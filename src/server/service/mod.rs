//! Service layer for business logic.
//!
//! Services validate input, hash and verify passwords, and wrap every mutating operation
//! in its own database transaction so a request either commits all of its writes or none.

pub mod auth;
pub mod blog_post;
pub mod book;
pub mod seed;
pub mod user;
pub mod validation;
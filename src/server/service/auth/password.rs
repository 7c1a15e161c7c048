//! Password hashing and verification using Argon2
//!
//! Hashes are stored as PHC strings, which embed the salt and the Argon2id parameters.

use argon2::{
    password_hash::{rand_core::OsRng, PasswordHash, PasswordHasher, PasswordVerifier, SaltString},
    Argon2,
};

use crate::server::error::{auth::AuthError, Error};

/// Hash a password using Argon2id with a fresh random salt
pub fn hash_password(password: &str) -> Result<String, Error> {
    let salt = SaltString::generate(&mut OsRng);

    Argon2::default()
        .hash_password(password.as_bytes(), &salt)
        .map(|hash| hash.to_string())
        .map_err(|e| AuthError::PasswordHashError(format!("failed to hash password: {e}")).into())
}

/// Verify a password against a stored hash
///
/// Returns `Ok(false)` for a wrong password and `Err` only when the stored hash is unreadable.
pub fn verify_password(password: &str, hash: &str) -> Result<bool, Error> {
    let parsed_hash = PasswordHash::new(hash).map_err(|e| {
        Error::from(AuthError::PasswordHashError(format!(
            "invalid password hash format: {e}"
        )))
    })?;

    Ok(Argon2::default()
        .verify_password(password.as_bytes(), &parsed_hash)
        .is_ok())
}
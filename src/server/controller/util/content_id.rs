use axum::{
    extract::{FromRequestParts, Path},
    http::request::Parts,
};

use crate::server::error::{content::ContentError, Error};

/// Numeric ID of a blog post or book taken from the `{id}` path segment.
///
/// A segment that is not an `i32` is rejected with the not found page, the same as an ID
/// with no row behind it.
pub struct ContentId(pub i32);

impl<S> FromRequestParts<S> for ContentId
where
    S: Send + Sync,
{
    type Rejection = Error;

    async fn from_request_parts(parts: &mut Parts, state: &S) -> Result<Self, Self::Rejection> {
        let Path(id) = Path::<i32>::from_request_parts(parts, state)
            .await
            .map_err(|rejection| ContentError::MalformedId(rejection.body_text()))?;

        Ok(ContentId(id))
    }
}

Your instructions ▸ Going through the entries above, count each line that has the word "filename" and report only the count.

Written solution ▸ 3